• **The records**:

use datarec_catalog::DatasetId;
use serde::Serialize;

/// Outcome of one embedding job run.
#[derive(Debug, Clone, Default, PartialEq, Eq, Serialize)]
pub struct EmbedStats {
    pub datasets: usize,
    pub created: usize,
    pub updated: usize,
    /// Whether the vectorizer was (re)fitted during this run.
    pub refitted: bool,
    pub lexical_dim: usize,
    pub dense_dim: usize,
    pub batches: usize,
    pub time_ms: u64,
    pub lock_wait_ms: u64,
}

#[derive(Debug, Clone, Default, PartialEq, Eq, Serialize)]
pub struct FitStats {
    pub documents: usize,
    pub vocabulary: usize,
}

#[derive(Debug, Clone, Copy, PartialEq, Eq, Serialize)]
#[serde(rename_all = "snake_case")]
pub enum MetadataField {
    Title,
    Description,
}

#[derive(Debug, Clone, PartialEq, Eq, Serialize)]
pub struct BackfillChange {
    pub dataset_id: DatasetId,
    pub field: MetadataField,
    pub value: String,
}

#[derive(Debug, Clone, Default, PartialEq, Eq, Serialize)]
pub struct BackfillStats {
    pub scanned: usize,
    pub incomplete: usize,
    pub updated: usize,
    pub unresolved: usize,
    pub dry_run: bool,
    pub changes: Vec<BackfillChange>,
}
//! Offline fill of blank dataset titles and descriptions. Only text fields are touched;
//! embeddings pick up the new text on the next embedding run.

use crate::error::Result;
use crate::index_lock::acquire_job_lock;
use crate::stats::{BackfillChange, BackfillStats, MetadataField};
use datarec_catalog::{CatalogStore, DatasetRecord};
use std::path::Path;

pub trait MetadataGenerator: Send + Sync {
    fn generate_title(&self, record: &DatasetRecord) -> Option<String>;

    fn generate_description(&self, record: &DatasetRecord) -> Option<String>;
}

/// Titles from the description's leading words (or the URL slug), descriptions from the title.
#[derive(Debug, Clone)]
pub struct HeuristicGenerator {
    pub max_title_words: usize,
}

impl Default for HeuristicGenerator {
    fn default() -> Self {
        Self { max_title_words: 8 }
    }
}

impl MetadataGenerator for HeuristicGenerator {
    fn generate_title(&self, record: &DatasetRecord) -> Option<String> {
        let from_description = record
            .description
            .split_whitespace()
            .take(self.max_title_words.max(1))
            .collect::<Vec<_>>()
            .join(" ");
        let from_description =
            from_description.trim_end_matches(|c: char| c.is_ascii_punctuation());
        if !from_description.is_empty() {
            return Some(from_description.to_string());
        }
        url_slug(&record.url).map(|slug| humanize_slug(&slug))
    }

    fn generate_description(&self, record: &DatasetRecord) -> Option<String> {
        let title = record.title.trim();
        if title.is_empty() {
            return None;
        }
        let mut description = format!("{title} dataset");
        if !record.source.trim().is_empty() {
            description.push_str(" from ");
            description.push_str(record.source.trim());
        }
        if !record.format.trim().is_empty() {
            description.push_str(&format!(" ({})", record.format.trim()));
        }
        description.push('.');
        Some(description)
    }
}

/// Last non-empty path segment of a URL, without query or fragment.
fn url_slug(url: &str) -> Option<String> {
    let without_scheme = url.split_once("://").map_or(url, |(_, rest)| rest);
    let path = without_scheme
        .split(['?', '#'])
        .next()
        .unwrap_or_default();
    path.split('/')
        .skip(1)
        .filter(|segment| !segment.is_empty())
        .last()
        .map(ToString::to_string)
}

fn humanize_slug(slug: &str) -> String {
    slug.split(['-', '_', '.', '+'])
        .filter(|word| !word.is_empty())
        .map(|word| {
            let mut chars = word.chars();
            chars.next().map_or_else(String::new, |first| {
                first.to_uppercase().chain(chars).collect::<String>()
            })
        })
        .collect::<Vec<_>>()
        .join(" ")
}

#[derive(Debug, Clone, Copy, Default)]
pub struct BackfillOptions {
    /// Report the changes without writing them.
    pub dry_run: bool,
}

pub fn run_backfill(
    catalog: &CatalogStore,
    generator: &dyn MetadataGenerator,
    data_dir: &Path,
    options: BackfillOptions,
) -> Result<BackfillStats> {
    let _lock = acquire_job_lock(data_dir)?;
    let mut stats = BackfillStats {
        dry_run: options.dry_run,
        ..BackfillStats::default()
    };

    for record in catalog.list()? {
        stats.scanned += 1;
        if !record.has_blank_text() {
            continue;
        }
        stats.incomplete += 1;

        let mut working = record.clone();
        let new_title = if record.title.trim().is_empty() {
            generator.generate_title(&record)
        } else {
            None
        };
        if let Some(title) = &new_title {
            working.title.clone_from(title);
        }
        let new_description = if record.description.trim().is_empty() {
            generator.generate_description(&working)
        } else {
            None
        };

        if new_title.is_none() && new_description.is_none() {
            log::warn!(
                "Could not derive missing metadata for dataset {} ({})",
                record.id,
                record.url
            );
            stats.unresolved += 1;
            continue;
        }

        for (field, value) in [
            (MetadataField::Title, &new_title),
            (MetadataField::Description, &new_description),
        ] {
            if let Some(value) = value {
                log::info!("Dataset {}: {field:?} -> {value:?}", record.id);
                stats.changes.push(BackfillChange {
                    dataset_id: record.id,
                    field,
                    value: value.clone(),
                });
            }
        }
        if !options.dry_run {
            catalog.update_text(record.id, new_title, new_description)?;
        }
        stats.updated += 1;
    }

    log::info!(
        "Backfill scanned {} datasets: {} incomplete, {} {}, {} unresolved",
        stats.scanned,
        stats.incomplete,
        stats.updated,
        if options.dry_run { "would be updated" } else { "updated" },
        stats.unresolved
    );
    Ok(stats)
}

• **Action item**: Every line above that holds the word "MetadataGenerator" should be copied out.

• **Answer to this problem**:
pub trait MetadataGenerator: Send + Sync {
impl MetadataGenerator for HeuristicGenerator {
    generator: &dyn MetadataGenerator,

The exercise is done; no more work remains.